W3C home > Mailing lists > Public > public-appformats@w3.org > February 2008

Re: CSR and Mozilla - Clarifying HTTP Header Filtering

From: Anne van Kesteren <annevk@opera.com>
Date: Wed, 20 Feb 2008 11:04:05 +0100
To: "Mark Baker" <distobj@acm.org>
Cc: "mike amundsen" <mamund@yahoo.com>, "John Panzer" <jpanzer@acm.org>, "Jonas Sicking" <jonas@sicking.cc>, public-appformats@w3.org
Message-ID: <op.t6th83af64w2qv@annevk-t60.oslo.opera.com> 

On Wed, 20 Feb 2008 07:07:33 +0100, Mark Baker <distobj@acm.org> wrote:
> On 2/19/08, Anne van Kesteren <annevk@opera.com> wrote:
>> The issue is that cross-site requests that are possible today for GET do
>> not involve arbitrary headers made up by the author. Therefore servers
>> could be vulnerable to cross-site GET requests that do have arbitrary
>> headers set.

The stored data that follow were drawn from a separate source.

use serde::{Deserialize, Serialize};

const ATTENTION_THRESHOLD: f64 = 70.0;
const ACHIEVED_THRESHOLD: f64 = 100.0;

/// Percentage of target achieved. A missing or non-positive target yields `0`.
pub fn compute_performance(target: f64, realized: f64) -> f64 {
    if !target.is_finite() || !realized.is_finite() || target <= 0.0 {
        return 0.0;
    }
    let pct = (realized / target) * 100.0;
    if pct.is_finite() {
        pct
    } else {
        0.0
    }
}

#[derive(Debug, Clone, Copy, PartialEq, Eq, Serialize, Deserialize)]
#[serde(rename_all = "camelCase")]
pub enum PerformanceBand {
    NoTarget,
    Critical,
    Attention,
    Achieved,
}

impl PerformanceBand {
    pub fn classify(target: f64, realized: f64) -> Self {
        if !target.is_finite() || target <= 0.0 {
            return PerformanceBand::NoTarget;
        }
        match compute_performance(target, realized) {
            pct if pct >= ACHIEVED_THRESHOLD => PerformanceBand::Achieved,
            pct if pct >= ATTENTION_THRESHOLD => PerformanceBand::Attention,
            _ => PerformanceBand::Critical,
        }
    }

    pub fn label(&self) -> &'static str {
        match self {
            PerformanceBand::NoTarget => "sem meta",
            PerformanceBand::Critical => "crítico",
            PerformanceBand::Attention => "atenção",
            PerformanceBand::Achieved => "meta atingida",
        }
    }
}
use serde::{Deserialize, Deserializer};
use serde_json::{Map, Value};
use tracing::warn;

use crate::error::ValidationError;
use crate::models::{IndicatorRecord, Period, Scope};

const PROGRAM_KEYS: &[&str] = &["programSlug", "program_slug", "program", "programa"];
const PROJECT_KEYS: &[&str] = &["projectSlug", "project_slug", "project", "projeto"];
const INDICATOR_KEYS: &[&str] = &[
    "indicatorName",
    "indicator_name",
    "indicator",
    "indicador",
    "nome",
];
const PERIOD_KEYS: &[&str] = &["period", "mes", "periodo", "month"];
const SCOPE_KEYS: &[&str] = &["scope", "escopo"];
const TARGET_KEYS: &[&str] = &[
    "targetValue",
    "target_value",
    "target",
    "meta_captado",
    "meta",
];
const ACTUAL_KEYS: &[&str] = &[
    "actualValue",
    "actual_value",
    "actual",
    "captado",
    "realizado",
];

#[derive(Debug, Default)]
pub struct NormalizedBatch {
    pub records: Vec<IndicatorRecord>,
    pub rejected: Vec<ValidationError>,
}

/// Maps one upstream record onto the canonical [`IndicatorRecord`].
pub fn normalize(raw: &Value) -> Result<IndicatorRecord, ValidationError> {
    let fields = raw
        .as_object()
        .ok_or_else(|| ValidationError::new("record is not a JSON object"))?;

    let program = text_field(fields, PROGRAM_KEYS);
    let project = text_field(fields, PROJECT_KEYS);
    let (program_slug, project_slug) = match (program, project) {
        (Some(program), Some(project)) => (program, project),
        (Some(program), None) => (program.clone(), program),
        (None, Some(project)) => (project.clone(), project),
        (None, None) => {
            return Err(ValidationError::new(
                "record has neither a program nor a project slug",
            ))
        }
    };

    let period = text_field(fields, PERIOD_KEYS).and_then(|value| match value.parse::<Period>() {
        Ok(period) => Some(period),
        Err(reason) => {
            warn!(%program_slug, %reason, "dropping unparsable period");
            None
        }
    });

    if let Some(scope) = text_field(fields, SCOPE_KEYS) {
        if !matches!(scope.to_lowercase().as_str(), "monthly" | "mensal" | "month") {
            warn!(%program_slug, %scope, "unknown scope, treating record as monthly");
        }
    }

    Ok(IndicatorRecord {
        indicator_name: text_field(fields, INDICATOR_KEYS).unwrap_or_default(),
        target_value: measure_field(fields, TARGET_KEYS, &program_slug),
        actual_value: measure_field(fields, ACTUAL_KEYS, &program_slug),
        program_slug,
        project_slug,
        period,
        scope: Scope::Monthly,
    })
}

pub fn normalize_batch(raws: &[Value]) -> NormalizedBatch {
    let mut batch = NormalizedBatch::default();

    for (index, raw) in raws.iter().enumerate() {
        match normalize(raw) {
            Ok(record) => batch.records.push(record),
            Err(error) => {
                let error = error.at(index);
                warn!(%error, "skipping record");
                batch.rejected.push(error);
            }
        }
    }

    batch
}

pub fn parse_number(value: &Value) -> Option<f64> {
    match value {
        Value::Number(number) => number.as_f64().filter(|n| n.is_finite()),
        Value::String(text) => parse_locale_number(text),
        _ => None,
    }
}

// A single dot with no comma is a decimal point: "1.234" is 1.234.
pub fn parse_locale_number(text: &str) -> Option<f64> {
    let cleaned: String = text
        .trim()
        .trim_start_matches("R$")
        .chars()
        .filter(|c| !c.is_whitespace() && *c != '%')
        .collect();
    if cleaned.is_empty() {
        return None;
    }

    let canonical = if cleaned.contains(',') {
        cleaned.replace('.', "").replace(',', ".")
    } else if cleaned.matches('.').count() > 1 {
        cleaned.replace('.', "")
    } else {
        cleaned
    };

    canonical
        .parse::<f64>()
        .ok()
        .filter(|number| number.is_finite())
}

// Anything unusable becomes 0.
pub fn lenient_f64<'de, D>(deserializer: D) -> Result<f64, D::Error>
where
    D: Deserializer<'de>,
{
    let value = Value::deserialize(deserializer)?;
    Ok(parse_number(&value).unwrap_or(0.0))
}

fn lookup<'a>(fields: &'a Map<String, Value>, keys: &[&str]) -> Option<&'a Value> {
    keys.iter()
        .filter_map(|key| fields.get(*key))
        .find(|value| match value {
            Value::Null => false,
            Value::String(text) => !text.trim().is_empty(),
            _ => true,
        })
}

fn text_field(fields: &Map<String, Value>, keys: &[&str]) -> Option<String> {
    lookup(fields, keys).and_then(|value| match value {
        Value::String(text) => Some(text.trim().to_string()),
        Value::Number(number) => Some(number.to_string()),
        _ => None,
    })
}

fn measure_field(fields: &Map<String, Value>, keys: &[&str], program_slug: &str) -> Option<f64> {
    let value = lookup(fields, keys)?;
    match parse_number(value) {
        Some(number) if number < 0.0 => {
            warn!(%program_slug, number, "dropping negative measurement");
            None
        }
        Some(number) => Some(number),
        None => {
            warn!(%program_slug, %value, "dropping unparsable measurement");
            None
        }
    }
}

#[cfg(test)]
mod tests {
    use super::*;
    use serde_json::json;

    #[test]
    fn parses_comma_and_dot_decimals() {
        assert_eq!(parse_locale_number("1.234,56"), Some(1234.56));
        assert_eq!(parse_locale_number("1234.56"), Some(1234.56));
        assert_eq!(parse_locale_number("R$ 1.234.567"), Some(1234567.0));
        assert_eq!(parse_locale_number("85%"), Some(85.0));
        assert_eq!(parse_locale_number("12,5"), Some(12.5));
        assert_eq!(parse_locale_number("R$ 1.234"), Some(1.234));
        assert_eq!(parse_locale_number("R$ 1.234,00"), Some(1234.0));
        assert_eq!(parse_locale_number("n/a"), None);
        assert_eq!(parse_locale_number("   "), None);
        assert_eq!(parse_locale_number("NaN"), None);
        assert_eq!(parse_locale_number("inf"), None);
    }

    #[test]
    fn canonical_fields_pass_through() {
        let record = normalize(&json!({
            "programSlug": "cultura_esporte",
            "projectSlug": "casa_sonhar",
            "indicatorName": "Frequência",
            "period": "2025-09",
            "scope": "monthly",
            "targetValue": 120,
            "actualValue": 125
        }))
        .unwrap();

        assert_eq!(record.program_slug, "cultura_esporte");
        assert_eq!(record.project_slug, "casa_sonhar");
        assert_eq!(record.indicator_name, "Frequência");
        assert_eq!(record.period, Some(Period { year: 2025, month: 9 }));
        assert_eq!(record.target_value, Some(120.0));
        assert_eq!(record.actual_value, Some(125.0));
    }

    #[test]
    fn source_aliases_map_to_canonical_shape() {
        let record = normalize(&json!({
            "programa": "educacao",
            "projeto": "reforco_escolar",
            "mes": "2025-03",
            "meta_captado": "1.234,56",
            "captado": "1000.5"
        }))
        .unwrap();

        assert_eq!(record.program_slug, "educacao");
        assert_eq!(record.period, Some(Period { year: 2025, month: 3 }));
        assert_eq!(record.scope, Scope::Monthly);
        assert_eq!(record.target_value, Some(1234.56));
        assert_eq!(record.actual_value, Some(1000.5));
    }

    #[test]
    fn unusable_measurements_become_none() {
        let record = normalize(&json!({
            "program": "casa_sonhar",
            "target": "sem meta",
            "actual": -4,
            "period": "not a month"
        }))
        .unwrap();

        assert_eq!(record.target_value, None);
        assert_eq!(record.actual_value, None);
        assert_eq!(record.period, None);
    }

    #[test]
    fn missing_slug_borrows_the_other_one() {
        let record = normalize(&json!({ "projectSlug": "casa_sonhar" })).unwrap();
        assert_eq!(record.program_slug, "casa_sonhar");
        assert_eq!(record.project_slug, "casa_sonhar");
    }

    #[test]
    fn unattributable_records_are_rejected() {
        assert!(normalize(&json!({ "target": 10, "programSlug": "  " })).is_err());
        assert!(normalize(&json!(42)).is_err());
    }

    #[test]
    fn batch_skips_invalid_records() {
        let batch = normalize_batch(&[
            json!({ "program": "casa_sonhar", "period": "2025-01", "target": 10 }),
            json!({ "target": 10 }),
            json!({ "project": "reforco_escolar" }),
        ]);

        assert_eq!(batch.records.len(), 2);
        assert_eq!(batch.rejected.len(), 1);
        assert_eq!(batch.rejected[0].index, Some(1));
    }
}
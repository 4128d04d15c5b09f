use crate::models::PeriodFilter;

const ENTITIES: &[(&str, &str)] = &[
    ("&quot;", "\""),
    ("&#39;", "'"),
    ("&#x27;", "'"),
    ("&apos;", "'"),
    ("&lt;", "<"),
    ("&gt;", ">"),
    ("&amp;", "&"),
];

// Upstream sometimes encodes `&` twice (`&amp;amp;`).
const MAX_DECODE_PASSES: usize = 4;

#[derive(Debug, Clone, PartialEq, Eq, Hash)]
pub struct QueryKey {
    pub period: PeriodFilter,
    pub scope: Option<String>,
}

impl QueryKey {
    pub fn new(period: PeriodFilter, scope: Option<&str>) -> Self {
        let scope = scope
            .map(decode_html_entities)
            .map(|value| value.trim().to_string())
            .filter(|value| !value.is_empty());
        Self { period, scope }
    }

    pub fn parse(period: &str, scope: Option<&str>) -> Result<Self, String> {
        Ok(Self::new(period.parse()?, scope))
    }

    pub fn params(&self) -> Vec<(&'static str, String)> {
        let mut params = vec![("period", self.period.to_string())];
        if let Some(scope) = &self.scope {
            params.push(("departamento", scope.clone()));
        }
        params
    }

    pub fn label(&self) -> String {
        match &self.scope {
            Some(scope) => format!("{} / {}", self.period, scope),
            None => self.period.to_string(),
        }
    }
}

pub fn decode_html_entities(raw: &str) -> String {
    let mut current = raw.to_string();
    for _ in 0..MAX_DECODE_PASSES {
        if !current.contains('&') {
            break;
        }
        let decoded = decode_once(&current);
        if decoded == current {
            break;
        }
        current = decoded;
    }
    current
}

fn decode_once(input: &str) -> String {
    let mut output = String::with_capacity(input.len());
    let mut rest = input;

    while let Some(start) = rest.find('&') {
        output.push_str(&rest[..start]);
        let tail = &rest[start..];
        match ENTITIES
            .iter()
            .find(|(entity, _)| tail.starts_with(*entity))
        {
            Some((entity, replacement)) => {
                output.push_str(replacement);
                rest = &tail[entity.len()..];
            }
            None => {
                output.push('&');
                rest = &tail[1..];
            }
        }
    }

    output.push_str(rest);
    output
}
//! Float token conversion with range checks.
//!
//! Every result-file parser converts its numeric tokens through [`parse_float`]
//! so that malformed numbers, NaNs and out-of-range values fail the same way
//! regardless of which external tool produced them.

use crate::error::{CompareError, Result};

/// Bounds applied when converting a token.
#[derive(Debug, Clone, Copy, PartialEq)]
pub struct FloatBounds {
    /// Inclusive lower bound.
    pub min: Option<f64>,
    /// Inclusive upper bound.
    pub max: Option<f64>,
    /// Accept NaN instead of failing with a domain error. Range checks are
    /// skipped for NaN values.
    pub allow_nan: bool,
}

impl Default for FloatBounds {
    fn default() -> Self {
        Self::unbounded()
    }
}

impl FloatBounds {
    /// No range restriction, NaN rejected.
    pub const fn unbounded() -> Self {
        Self {
            min: None,
            max: None,
            allow_nan: false,
        }
    }

    /// Inclusive `[min, max]`, NaN rejected.
    pub const fn between(min: f64, max: f64) -> Self {
        Self {
            min: Some(min),
            max: Some(max),
            allow_nan: false,
        }
    }

    /// Only an upper bound.
    pub const fn at_most(max: f64) -> Self {
        Self {
            min: None,
            max: Some(max),
            allow_nan: false,
        }
    }

    /// Only a lower bound.
    pub const fn at_least(min: f64) -> Self {
        Self {
            min: Some(min),
            max: None,
            allow_nan: false,
        }
    }

    /// Same bounds, but NaN is passed through.
    pub const fn allowing_nan(mut self) -> Self {
        self.allow_nan = true;
        self
    }
}

/// Convert a token to `f64`, enforcing `bounds`.
///
/// # Errors
///
/// * [`CompareError::Conversion`] if the token is not a decimal float.
/// * [`CompareError::Domain`] if the value is NaN and NaN is not allowed.
/// * [`CompareError::Range`] if the value falls outside `[min, max]`.
pub fn parse_float(token: &str, bounds: FloatBounds) -> Result<f64> {
    let value: f64 = token
        .trim()
        .parse()
        .map_err(|_| CompareError::Conversion {
            token: token.to_string(),
        })?;

    if value.is_nan() {
        if bounds.allow_nan {
            return Ok(value);
        }
        return Err(CompareError::Domain {
            token: token.to_string(),
        });
    }

    let min = bounds.min.unwrap_or(f64::NEG_INFINITY);
    let max = bounds.max.unwrap_or(f64::INFINITY);
    if value < min || value > max {
        return Err(CompareError::Range { value, min, max });
    }

    Ok(value)
}

/// Parse a p-value token, which must fall in `[0, 1]`.
pub fn parse_p_value(token: &str) -> Result<f64> {
    parse_float(token, FloatBounds::between(0.0, 1.0))
}

/// Parse a correlation coefficient token, which must fall in `[-1, 1]`.
pub fn parse_correlation(token: &str) -> Result<f64> {
    parse_float(token, FloatBounds::between(-1.0, 1.0))
}

#[cfg(test)]
mod tests {
    use super::*;
    use approx::assert_relative_eq;

    #[test]
    fn test_parse_plain() {
        assert_relative_eq!(parse_float("0.045", FloatBounds::default()).unwrap(), 0.045);
        assert_relative_eq!(parse_float(" -3e-2 ", FloatBounds::default()).unwrap(), -0.03);
    }

    #[test]
    fn test_parse_not_a_number() {
        let err = parse_float("foo", FloatBounds::default()).unwrap_err();
        assert!(matches!(err, CompareError::Conversion { ref token } if token == "foo"));

        assert!(matches!(
            parse_float("", FloatBounds::default()),
            Err(CompareError::Conversion { .. })
        ));
    }

    #[test]
    fn test_parse_out_of_range() {
        assert!(matches!(
            parse_float("5.0", FloatBounds::between(0.0, 1.0)),
            Err(CompareError::Range { .. })
        ));
        assert!(matches!(
            parse_float("11.2", FloatBounds::at_most(10.0)),
            Err(CompareError::Range { .. })
        ));
        assert!(matches!(
            parse_float("-0.5", FloatBounds::at_least(0.0)),
            Err(CompareError::Range { .. })
        ));
    }

    #[test]
    fn test_bounds_are_inclusive() {
        assert_eq!(parse_float("0", FloatBounds::between(0.0, 1.0)).unwrap(), 0.0);
        assert_eq!(parse_float("1.0", FloatBounds::between(0.0, 1.0)).unwrap(), 1.0);
    }

    #[test]
    fn test_nan_handling() {
        assert!(matches!(
            parse_float("nan", FloatBounds::default()),
            Err(CompareError::Domain { .. })
        ));

        // NaN skips range checks when allowed
        let v = parse_float("NaN", FloatBounds::between(-1.0, 1.0).allowing_nan()).unwrap();
        assert!(v.is_nan());
    }

    #[test]
    fn test_helpers() {
        assert_relative_eq!(parse_p_value("0.01").unwrap(), 0.01);
        assert!(parse_p_value("1.01").is_err());
        assert_relative_eq!(parse_correlation("-0.75").unwrap(), -0.75);
        assert!(parse_correlation("-1.5").is_err());
    }
}
//! Mantel test: correlation between two distance matrices.
//!
//! Pearson correlation of the lower triangles; permutations reorder the rows
//! and columns of the first matrix together.

use super::correlation::pearson_unchecked;
use super::permutation::{permutation_test, PermutationConfig, PermutationOutcome, Permute, TestStatistic};
use crate::data::DistanceMatrix;
use crate::error::{CompareError, Result};

/// Mantel statistic for a pair of matrices over the same samples.
#[derive(Debug, Clone)]
pub struct Mantel<'a> {
    x: &'a DistanceMatrix,
    y_flat: Vec<f64>,
}

impl<'a> Mantel<'a> {
    /// Both matrices must list the same sample IDs in the same order.
    pub fn new(x: &'a DistanceMatrix, y: &DistanceMatrix) -> Result<Self> {
        if x.n_samples() != y.n_samples() {
            return Err(CompareError::DimensionMismatch {
                expected: x.n_samples(),
                actual: y.n_samples(),
            });
        }
        if x.sample_ids() != y.sample_ids() {
            return Err(CompareError::SampleMismatch(
                "Distance matrices must have the same sample order".to_string(),
            ));
        }
        Ok(Self {
            x,
            y_flat: y.lower_triangle(),
        })
    }
}

impl TestStatistic for Mantel<'_> {
    fn n_samples(&self) -> usize {
        self.x.n_samples()
    }

    fn statistic(&self, order: &[usize]) -> f64 {
        pearson_unchecked(&self.x.permuted_lower_triangle(order), &self.y_flat)
    }
}

/// Mantel r. NaN if either matrix is constant off the diagonal.
pub fn mantel(x: &DistanceMatrix, y: &DistanceMatrix) -> Result<f64> {
    let test = Mantel::new(x, y)?;
    Ok(test.statistic(&(0..x.n_samples()).collect::<Vec<_>>()))
}

/// Mantel r with a permutation p-value from an explicit permutation strategy.
///
/// A NaN statistic (see [`mantel`]) comes back with the smallest possible p-value,
/// `1 / (n_permutations + 1)`, not a meaningful one.
pub fn mantel_test<P: Permute + ?Sized>(
    x: &DistanceMatrix,
    y: &DistanceMatrix,
    n_permutations: usize,
    permuter: &mut P,
) -> Result<PermutationOutcome> {
    let test = Mantel::new(x, y)?;
    Ok(permutation_test(&test, n_permutations, permuter))
}

/// Mantel r with a seeded permutation p-value.
pub fn mantel_with_config(
    x: &DistanceMatrix,
    y: &DistanceMatrix,
    config: &PermutationConfig,
) -> Result<PermutationOutcome> {
    let test = Mantel::new(x, y)?;
    Ok(config.run(&test))
}

#[cfg(test)]
mod tests {
    use super::*;
    use crate::stats::permutation::rotate_left;
    use crate::stats::test_fixtures::four_sample_dm;
    use approx::assert_relative_eq;

    #[test]
    fn test_identical_matrices() {
        let dm = four_sample_dm(5.0);
        assert_relative_eq!(mantel(&dm, &dm).unwrap(), 1.0, epsilon = 1e-12);
    }

    #[test]
    fn test_known_correlation() {
        // lower triangles: x = [1, 5, 3, 4, 2, 3], y = [1, 2, 3, 4, 5, 6]
        let x = four_sample_dm(5.0);
        let y = DistanceMatrix::from_rows(
            x.sample_ids().to_vec(),
            &[
                vec![0.0, 1.0, 2.0, 4.0],
                vec![1.0, 0.0, 3.0, 5.0],
                vec![2.0, 3.0, 0.0, 6.0],
                vec![4.0, 5.0, 6.0, 0.0],
            ],
        )
        .unwrap();
        // mean x = 3, mean y = 3.5; cov = 1.0, var_x = 10, var_y = 17.5
        let expected = 1.0 / (10.0f64 * 17.5).sqrt();
        assert_relative_eq!(mantel(&x, &y).unwrap(), expected, epsilon = 1e-12);
    }

    #[test]
    fn test_constant_matrix_is_nan() {
        let x = four_sample_dm(5.0);
        let y = DistanceMatrix::from_rows(
            x.sample_ids().to_vec(),
            &(0..4)
                .map(|i| (0..4).map(|j| if i == j { 0.0 } else { 1.0 }).collect())
                .collect::<Vec<Vec<f64>>>(),
        )
        .unwrap();
        assert!(mantel(&x, &y).unwrap().is_nan());
    }

    #[test]
    fn test_sample_order_must_match() {
        let x = four_sample_dm(5.0);
        let mut ids = x.sample_ids().to_vec();
        ids.swap(0, 1);
        let y = DistanceMatrix::new(ids, x.data().clone()).unwrap();
        assert!(matches!(mantel(&x, &y), Err(CompareError::SampleMismatch(_))));
    }

    #[test]
    fn test_rotation_p_value() {
        let dm = four_sample_dm(5.0);
        // a full cycle of 4 rotations returns to the identity once
        let outcome = mantel_test(&dm, &dm, 4, &mut rotate_left).unwrap();
        assert_relative_eq!(outcome.statistic, 1.0, epsilon = 1e-12);
        assert!(outcome.n_extreme >= 1);
        assert_eq!(
            outcome.p_value,
            (outcome.n_extreme as f64 + 1.0) / 5.0
        );
    }

    #[test]
    fn test_seeded() {
        let dm = four_sample_dm(5.0);
        let outcome = mantel_with_config(&dm, &dm, &PermutationConfig::quick()).unwrap();
        assert!(outcome.p_value <= 1.0);
        assert_eq!(outcome.n_permutations, 99);
    }
}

This is a new attack vector and has nothing to do with the
>> same-origin blacklist.
>
> Hmm, I'm really not getting this...
>
> Can you describe one of these possible vulnerabilities for me please?

http://lists.w3.org/Archives/Public/public-appformats/2008Feb/0191.html


> And can you describe how it would only be triggered by a cross-site
> request and not a regular old GET on the same URL?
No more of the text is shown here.